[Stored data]
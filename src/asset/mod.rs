//! Asset model for the assets the terrain subsystem depends on
//!
//! Heterogeneous assets are one tagged enum. Dependency queries and
//! resolution are free functions that match on the kind, and resolution
//! runs in priority order: textures, then terrain layers, then terrains.

pub mod texture;
pub mod meta;
pub mod table;

use std::fmt;
use std::sync::Arc;

use serde::{Deserialize, Serialize};

use crate::core::{Error, Result};
use crate::terrain::{SplatChannelSet, SplatMap, Terrain};

pub use texture::{TextureAsset, TextureHandle};
pub use meta::{TerrainLayerDesc, TerrainMeta};
pub use table::AssetTable;

/// Stable asset identifier
#[derive(Clone, Copy, Debug, PartialEq, Eq, Hash, PartialOrd, Ord, Serialize, Deserialize)]
pub struct AssetId(pub u64);

impl fmt::Display for AssetId {
    fn fmt(&self, f: &mut fmt::Formatter<'_>) -> fmt::Result {
        write!(f, "#{}", self.0)
    }
}

/// Splat channel description plus its resolved textures
#[derive(Clone, Debug, Default)]
pub struct TerrainLayerAsset {
    pub desc: TerrainLayerDesc,
    pub channels: SplatChannelSet,
}

impl TerrainLayerAsset {
    pub fn new(desc: TerrainLayerDesc) -> Self {
        let mut channels = SplatChannelSet::new();
        channels.set_triplanar(desc.triplanar);
        Self { desc, channels }
    }

    /// Write the blend map to the path named in the descriptor.
    ///
    /// Returns false when there is no map or no path to write it to.
    pub fn save_splat_map(&self, table: &AssetTable) -> Result<bool> {
        let (Some(map), Some(path)) = (self.channels.splat_map(), self.desc.splat_map.as_ref()) else {
            return Ok(false);
        };
        map.save_png(&table.resolve_path(path))?;
        Ok(true)
    }
}

/// Terrain metadata plus the loaded terrain.
///
/// `terrain` is `None` when the height data failed to load; the asset stays
/// in the table so the scene keeps its object.
#[derive(Debug)]
pub struct TerrainAsset {
    pub meta: TerrainMeta,
    pub terrain: Option<Terrain>,
}

/// Per-kind payload
#[derive(Debug)]
pub enum AssetKind {
    Texture(Arc<TextureAsset>),
    TerrainLayer(TerrainLayerAsset),
    Terrain(TerrainAsset),
}

#[derive(Debug)]
pub struct Asset {
    pub id: AssetId,
    pub name: String,
    pub kind: AssetKind,
}

impl Asset {
    pub fn texture(texture: TextureAsset) -> Self {
        Self {
            id: texture.id,
            name: texture.name.clone(),
            kind: AssetKind::Texture(Arc::new(texture)),
        }
    }

    pub fn terrain_layer(id: AssetId, desc: TerrainLayerDesc) -> Self {
        Self {
            id,
            name: desc.name.clone(),
            kind: AssetKind::TerrainLayer(TerrainLayerAsset::new(desc)),
        }
    }

    pub fn terrain(id: AssetId, meta: TerrainMeta, terrain: Option<Terrain>) -> Self {
        Self {
            id,
            name: meta.name.clone(),
            kind: AssetKind::Terrain(TerrainAsset { meta, terrain }),
        }
    }

    /// Resolution order; lower resolves first
    pub fn priority(&self) -> u8 {
        match self.kind {
            AssetKind::Texture(_) => 0,
            AssetKind::TerrainLayer(_) => 1,
            AssetKind::Terrain(_) => 2,
        }
    }
}

/// Does `asset` reference `id`?
pub fn uses_asset(asset: &Asset, id: AssetId) -> bool {
    match &asset.kind {
        AssetKind::Texture(_) => false,
        AssetKind::TerrainLayer(layer) => layer.desc.texture_ids().any(|t| t == id),
        AssetKind::Terrain(terrain) => terrain.meta.layer == Some(id),
    }
}

/// Bind the assets `asset` depends on, looking them up in `table`.
///
/// Unresolvable references are left unassigned and returned as
/// [`Error::MissingDependency`] diagnostics; they never abort resolution.
pub fn resolve_dependencies(asset: &mut Asset, table: &AssetTable) -> Vec<Error> {
    let mut missing = Vec::new();
    let owner = &asset.name;

    match &mut asset.kind {
        AssetKind::Texture(_) => {}
        AssetKind::TerrainLayer(layer) => {
            let mut channels = SplatChannelSet::new();
            channels.set_triplanar(layer.desc.triplanar);
            let splat_map = match &layer.desc.splat_map {
                Some(path) => {
                    let full = table.resolve_path(path);
                    match SplatMap::load_png(&full) {
                        Ok(map) => Some(map),
                        Err(e) => {
                            log::warn!("Terrain layer '{}': splat map {} failed to load: {}", owner, full.display(), e);
                            missing.push(Error::MissingDependency {
                                owner: owner.to_string(),
                                missing: full.display().to_string(),
                            });
                            None
                        }
                    }
                }
                // Painted in the editor and not saved yet
                None => layer.channels.splat_map().cloned(),
            };
            channels.set_splat_map(splat_map);

            for &(channel, id) in &layer.desc.diffuse {
                match table.texture(id) {
                    Some(texture) => channels.set_channel(channel, texture),
                    None => {
                        log::warn!("Terrain layer '{}': diffuse texture {} for {:?} not found, leaving channel empty", owner, id, channel);
                        missing.push(missing_dependency(owner, id));
                    }
                }
            }
            for &(channel, id) in &layer.desc.normal {
                match table.texture(id) {
                    Some(texture) => channels.set_normal_channel(channel, texture),
                    None => {
                        log::warn!("Terrain layer '{}': normal texture {} for {:?} not found, leaving channel empty", owner, id, channel);
                        missing.push(missing_dependency(owner, id));
                    }
                }
            }
            layer.channels = channels;
        }
        AssetKind::Terrain(terrain_asset) => {
            let Some(layer_id) = terrain_asset.meta.layer else {
                return missing;
            };
            match table.terrain_layer(layer_id) {
                Some(layer) => {
                    if let Some(terrain) = terrain_asset.terrain.as_mut() {
                        *terrain.splat_mut() = layer.channels.clone();
                    }
                }
                None => {
                    log::warn!("Terrain '{}': terrain layer {} not found, rendering without textures", owner, layer_id);
                    missing.push(missing_dependency(owner, layer_id));
                }
            }
        }
    }

    missing
}

fn missing_dependency(owner: &str, id: AssetId) -> Error {
    Error::MissingDependency {
        owner: owner.to_string(),
        missing: id.to_string(),
    }
}
//! JSON metadata stored beside terrain and terrain-layer assets

use std::io;
use std::path::{Path, PathBuf};

use serde::{Deserialize, Serialize};

use crate::render::VertexLayout;
use crate::terrain::SplatChannel;
use super::AssetId;

/// Current version of the metadata files
pub const META_VERSION: u32 = 1;

/// Texture ids per splat channel, as saved by the editor
#[derive(Clone, Debug, Default, PartialEq, Serialize, Deserialize)]
pub struct TerrainLayerDesc {
    pub version: u32,
    pub name: String,
    /// Diffuse texture per channel
    pub diffuse: Vec<(SplatChannel, AssetId)>,
    /// Normal map per channel
    pub normal: Vec<(SplatChannel, AssetId)>,
    #[serde(default)]
    pub triplanar: bool,
    /// RGBA blend weights (PNG), relative to the asset root
    #[serde(default)]
    pub splat_map: Option<PathBuf>,
}

impl TerrainLayerDesc {
    pub fn new(name: impl Into<String>) -> Self {
        Self {
            version: META_VERSION,
            name: name.into(),
            ..Default::default()
        }
    }

    /// Every texture id this layer points at
    pub fn texture_ids(&self) -> impl Iterator<Item = AssetId> + '_ {
        self.diffuse.iter().chain(self.normal.iter()).map(|&(_, id)| id)
    }
}

/// Terrain asset metadata: where the height data lives and how to mesh it
#[derive(Clone, Debug, PartialEq, Serialize, Deserialize)]
pub struct TerrainMeta {
    pub version: u32,
    pub name: String,
    /// Binary terrain file, relative to the project root
    pub file: PathBuf,
    /// World size along X
    pub width: f32,
    /// World size along Z
    pub depth: f32,
    /// Texture repeat across the whole terrain
    pub uv_scale: [f32; 2],
    #[serde(default)]
    pub layout: VertexLayout,
    /// Terrain layer providing the splat channels
    #[serde(default)]
    pub layer: Option<AssetId>,
}

impl TerrainMeta {
    pub fn new(name: impl Into<String>, file: impl Into<PathBuf>, width: f32, depth: f32) -> Self {
        Self {
            version: META_VERSION,
            name: name.into(),
            file: file.into(),
            width,
            depth,
            uv_scale: [60.0, 60.0],
            layout: VertexLayout::FULL,
            layer: None,
        }
    }

    /// Save to file (sync)
    pub fn save_sync(&self, path: &Path) -> Result<(), io::Error> {
        let json = serde_json::to_string_pretty(self).map_err(io::Error::other)?;

        if let Some(parent) = path.parent() {
            std::fs::create_dir_all(parent)?;
        }

        std::fs::write(path, json)
    }

    /// Load from file (sync)
    pub fn load_sync(path: &Path) -> Result<Self, io::Error> {
        let json = std::fs::read_to_string(path)?;
        serde_json::from_str(&json).map_err(|e| io::Error::new(io::ErrorKind::InvalidData, e.to_string()))
    }
}

#[cfg(test)]
mod tests {
    use super::*;
    use tempfile::TempDir;

    #[test]
    fn test_terrain_meta_persistence() {
        let temp_dir = TempDir::new().expect("failed to create temp dir");
        let path = temp_dir.path().join("meta/island.json");

        let mut meta = TerrainMeta::new("island", "terrains/island.terra", 1200.0, 800.0);
        meta.layer = Some(AssetId(42));
        meta.save_sync(&path).expect("save failed");

        let loaded = TerrainMeta::load_sync(&path).expect("load failed");
        assert_eq!(loaded, meta);
    }

    #[test]
    fn test_terrain_meta_defaults_for_missing_fields() {
        let json = r#"{"version":1,"name":"t","file":"t.terra","width":10.0,"depth":10.0,"uv_scale":[1.0,1.0]}"#;
        let meta: TerrainMeta = serde_json::from_str(json).expect("parse failed");
        assert_eq!(meta.layout, VertexLayout::FULL);
        assert_eq!(meta.layer, None);
    }

    #[test]
    fn test_layer_desc_without_splat_map_field() {
        let json = r#"{"version":1,"name":"rock","diffuse":[],"normal":[]}"#;
        let desc: TerrainLayerDesc = serde_json::from_str(json).expect("parse failed");
        assert_eq!(desc.splat_map, None);
        assert!(!desc.triplanar);
    }

    #[test]
    fn test_layer_desc_texture_ids() {
        let mut desc = TerrainLayerDesc::new("grassland");
        desc.diffuse.push((SplatChannel::Base, AssetId(1)));
        desc.normal.push((SplatChannel::R, AssetId(2)));
        desc.splat_map = Some(PathBuf::from("layers/grassland_splat.png"));
        let ids: Vec<_> = desc.texture_ids().collect();
        assert_eq!(ids, vec![AssetId(1), AssetId(2)]);

        let json = serde_json::to_string(&desc).expect("serialize failed");
        let parsed: TerrainLayerDesc = serde_json::from_str(&json).expect("parse failed");
        assert_eq!(parsed, desc);
    }
}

Exercise directions »
From the data above, show each line that contains "AssetTable".

Written response »
pub use table::AssetTable;
    pub fn save_splat_map(&self, table: &AssetTable) -> Result<bool> {
pub fn resolve_dependencies(asset: &mut Asset, table: &AssetTable) -> Vec<Error> {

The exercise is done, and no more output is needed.